====== SOURCE INFORMATION

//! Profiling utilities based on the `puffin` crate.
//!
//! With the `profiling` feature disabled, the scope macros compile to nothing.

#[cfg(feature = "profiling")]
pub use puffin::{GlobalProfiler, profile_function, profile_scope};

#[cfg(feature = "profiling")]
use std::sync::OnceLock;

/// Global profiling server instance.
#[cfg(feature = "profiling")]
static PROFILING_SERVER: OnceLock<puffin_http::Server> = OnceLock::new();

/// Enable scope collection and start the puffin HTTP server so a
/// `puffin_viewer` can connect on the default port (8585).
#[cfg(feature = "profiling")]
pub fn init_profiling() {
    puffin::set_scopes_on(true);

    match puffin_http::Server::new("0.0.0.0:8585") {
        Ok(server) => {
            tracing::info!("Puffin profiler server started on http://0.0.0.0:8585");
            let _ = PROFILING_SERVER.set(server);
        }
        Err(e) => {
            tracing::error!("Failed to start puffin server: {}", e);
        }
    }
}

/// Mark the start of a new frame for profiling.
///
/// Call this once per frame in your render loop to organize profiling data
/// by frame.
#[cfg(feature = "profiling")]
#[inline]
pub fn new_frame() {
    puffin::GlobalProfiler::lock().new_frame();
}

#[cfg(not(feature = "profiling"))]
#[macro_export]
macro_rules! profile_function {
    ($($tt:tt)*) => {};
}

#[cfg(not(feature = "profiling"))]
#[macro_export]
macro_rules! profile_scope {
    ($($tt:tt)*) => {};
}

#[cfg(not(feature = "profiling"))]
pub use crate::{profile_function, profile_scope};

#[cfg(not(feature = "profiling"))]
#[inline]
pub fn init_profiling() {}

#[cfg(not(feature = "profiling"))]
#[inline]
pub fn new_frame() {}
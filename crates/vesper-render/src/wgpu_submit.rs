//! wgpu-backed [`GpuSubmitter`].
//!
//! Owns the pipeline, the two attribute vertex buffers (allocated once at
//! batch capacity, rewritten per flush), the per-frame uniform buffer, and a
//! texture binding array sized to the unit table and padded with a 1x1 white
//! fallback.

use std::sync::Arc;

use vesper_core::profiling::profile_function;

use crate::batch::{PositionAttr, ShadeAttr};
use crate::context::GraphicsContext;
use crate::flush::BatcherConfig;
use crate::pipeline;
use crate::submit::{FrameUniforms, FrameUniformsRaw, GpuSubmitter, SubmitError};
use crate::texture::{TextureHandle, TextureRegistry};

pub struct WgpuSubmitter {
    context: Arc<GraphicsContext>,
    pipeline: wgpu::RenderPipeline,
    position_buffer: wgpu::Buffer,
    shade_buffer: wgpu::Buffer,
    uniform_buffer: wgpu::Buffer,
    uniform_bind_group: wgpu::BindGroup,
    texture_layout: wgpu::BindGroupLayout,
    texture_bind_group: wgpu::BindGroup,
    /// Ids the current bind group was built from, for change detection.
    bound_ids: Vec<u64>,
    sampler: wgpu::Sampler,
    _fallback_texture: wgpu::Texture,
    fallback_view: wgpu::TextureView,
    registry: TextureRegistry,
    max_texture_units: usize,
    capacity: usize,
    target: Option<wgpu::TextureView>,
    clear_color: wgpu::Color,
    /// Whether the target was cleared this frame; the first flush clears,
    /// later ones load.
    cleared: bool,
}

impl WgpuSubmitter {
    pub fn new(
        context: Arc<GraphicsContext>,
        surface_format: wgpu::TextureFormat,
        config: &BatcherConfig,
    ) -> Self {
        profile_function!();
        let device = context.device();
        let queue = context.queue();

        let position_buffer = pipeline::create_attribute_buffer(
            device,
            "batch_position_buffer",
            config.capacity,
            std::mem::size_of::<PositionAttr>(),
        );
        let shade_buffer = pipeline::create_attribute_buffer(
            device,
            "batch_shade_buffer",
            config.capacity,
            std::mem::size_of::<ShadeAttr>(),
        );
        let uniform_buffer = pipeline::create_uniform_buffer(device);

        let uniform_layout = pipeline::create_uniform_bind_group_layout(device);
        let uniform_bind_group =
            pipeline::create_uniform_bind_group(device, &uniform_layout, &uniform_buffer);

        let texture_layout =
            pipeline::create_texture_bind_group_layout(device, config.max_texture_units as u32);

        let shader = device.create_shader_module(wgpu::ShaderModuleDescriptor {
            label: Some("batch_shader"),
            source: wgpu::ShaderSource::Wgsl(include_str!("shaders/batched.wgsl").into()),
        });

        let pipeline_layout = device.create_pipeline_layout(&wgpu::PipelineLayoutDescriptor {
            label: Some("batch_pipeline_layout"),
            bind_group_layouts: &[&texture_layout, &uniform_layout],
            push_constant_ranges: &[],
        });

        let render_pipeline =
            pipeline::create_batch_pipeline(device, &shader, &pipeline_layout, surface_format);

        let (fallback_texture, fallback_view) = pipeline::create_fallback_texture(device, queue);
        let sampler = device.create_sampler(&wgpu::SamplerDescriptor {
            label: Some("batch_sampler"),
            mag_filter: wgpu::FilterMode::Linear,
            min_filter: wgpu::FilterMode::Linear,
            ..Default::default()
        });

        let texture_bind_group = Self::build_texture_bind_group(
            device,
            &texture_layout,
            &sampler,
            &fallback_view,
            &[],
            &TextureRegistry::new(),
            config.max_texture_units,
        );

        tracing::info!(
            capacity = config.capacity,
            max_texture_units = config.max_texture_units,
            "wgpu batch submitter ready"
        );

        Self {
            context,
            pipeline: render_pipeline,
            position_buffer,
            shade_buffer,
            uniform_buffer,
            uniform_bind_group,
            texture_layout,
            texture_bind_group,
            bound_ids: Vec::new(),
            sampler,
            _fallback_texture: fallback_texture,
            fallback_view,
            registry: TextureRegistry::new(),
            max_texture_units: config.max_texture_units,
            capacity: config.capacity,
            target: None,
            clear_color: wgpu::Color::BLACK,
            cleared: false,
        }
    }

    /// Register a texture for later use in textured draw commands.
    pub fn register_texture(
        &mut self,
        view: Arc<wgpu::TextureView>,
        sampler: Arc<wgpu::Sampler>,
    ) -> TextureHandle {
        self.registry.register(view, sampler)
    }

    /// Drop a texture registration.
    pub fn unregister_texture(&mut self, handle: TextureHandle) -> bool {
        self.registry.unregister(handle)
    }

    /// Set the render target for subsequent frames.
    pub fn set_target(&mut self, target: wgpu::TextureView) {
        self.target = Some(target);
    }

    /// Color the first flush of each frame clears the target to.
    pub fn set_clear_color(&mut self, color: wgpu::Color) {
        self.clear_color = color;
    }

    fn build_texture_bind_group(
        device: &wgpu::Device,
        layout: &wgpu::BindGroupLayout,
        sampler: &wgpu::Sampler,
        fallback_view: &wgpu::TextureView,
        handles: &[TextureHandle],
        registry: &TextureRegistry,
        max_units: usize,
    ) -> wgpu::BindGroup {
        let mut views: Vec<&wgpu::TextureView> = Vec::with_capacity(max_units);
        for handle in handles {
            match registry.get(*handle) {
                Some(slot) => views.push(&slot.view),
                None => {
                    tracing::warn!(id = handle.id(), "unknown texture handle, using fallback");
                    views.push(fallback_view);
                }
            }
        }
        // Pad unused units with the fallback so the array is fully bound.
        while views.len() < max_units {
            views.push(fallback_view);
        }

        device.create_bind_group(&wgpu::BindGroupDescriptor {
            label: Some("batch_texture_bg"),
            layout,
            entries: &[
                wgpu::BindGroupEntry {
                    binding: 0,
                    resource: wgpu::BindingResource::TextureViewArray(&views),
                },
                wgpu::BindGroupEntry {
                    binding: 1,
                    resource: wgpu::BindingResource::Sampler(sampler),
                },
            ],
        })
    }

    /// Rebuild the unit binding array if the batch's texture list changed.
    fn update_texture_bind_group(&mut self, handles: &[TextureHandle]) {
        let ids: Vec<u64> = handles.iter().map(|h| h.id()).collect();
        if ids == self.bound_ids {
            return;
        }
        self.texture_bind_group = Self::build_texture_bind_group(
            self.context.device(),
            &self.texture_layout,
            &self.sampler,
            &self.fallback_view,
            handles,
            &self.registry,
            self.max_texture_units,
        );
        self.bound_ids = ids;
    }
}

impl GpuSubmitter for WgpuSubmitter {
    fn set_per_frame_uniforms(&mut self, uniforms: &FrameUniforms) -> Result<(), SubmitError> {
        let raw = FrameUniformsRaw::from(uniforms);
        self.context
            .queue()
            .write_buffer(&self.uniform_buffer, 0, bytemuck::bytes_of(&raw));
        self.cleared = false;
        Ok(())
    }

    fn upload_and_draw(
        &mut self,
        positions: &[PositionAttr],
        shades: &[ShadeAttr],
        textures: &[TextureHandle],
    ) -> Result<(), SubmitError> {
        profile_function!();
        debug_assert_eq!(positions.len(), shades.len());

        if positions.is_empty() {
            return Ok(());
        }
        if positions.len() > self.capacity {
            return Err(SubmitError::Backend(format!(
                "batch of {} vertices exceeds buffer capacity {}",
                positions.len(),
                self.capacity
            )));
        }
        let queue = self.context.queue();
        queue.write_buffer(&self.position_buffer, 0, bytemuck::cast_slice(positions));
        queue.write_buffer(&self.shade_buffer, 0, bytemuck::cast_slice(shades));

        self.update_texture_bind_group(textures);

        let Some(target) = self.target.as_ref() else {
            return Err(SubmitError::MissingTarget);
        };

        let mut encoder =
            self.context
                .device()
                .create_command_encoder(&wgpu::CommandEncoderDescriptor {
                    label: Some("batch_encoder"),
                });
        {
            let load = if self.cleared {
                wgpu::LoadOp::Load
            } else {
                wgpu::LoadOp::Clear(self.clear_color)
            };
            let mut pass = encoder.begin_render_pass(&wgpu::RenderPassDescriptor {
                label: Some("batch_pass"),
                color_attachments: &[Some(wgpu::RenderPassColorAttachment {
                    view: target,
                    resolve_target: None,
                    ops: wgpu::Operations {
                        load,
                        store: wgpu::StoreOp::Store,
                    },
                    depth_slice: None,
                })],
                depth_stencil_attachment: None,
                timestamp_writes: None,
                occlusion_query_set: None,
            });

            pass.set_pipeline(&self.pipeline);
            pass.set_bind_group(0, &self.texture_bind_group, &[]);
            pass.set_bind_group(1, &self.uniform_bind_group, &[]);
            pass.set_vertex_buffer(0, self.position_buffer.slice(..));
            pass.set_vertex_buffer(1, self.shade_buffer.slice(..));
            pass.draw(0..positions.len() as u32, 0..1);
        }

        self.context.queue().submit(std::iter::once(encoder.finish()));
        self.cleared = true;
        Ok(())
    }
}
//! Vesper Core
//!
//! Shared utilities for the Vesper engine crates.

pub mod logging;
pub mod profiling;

============

Return a copy of each line in the entries that carries the string "utilities".

*SOLUTION TO THE EXERCISE*
//! Profiling utilities based on the `puffin` crate.
//! Shared utilities for the Vesper engine crates.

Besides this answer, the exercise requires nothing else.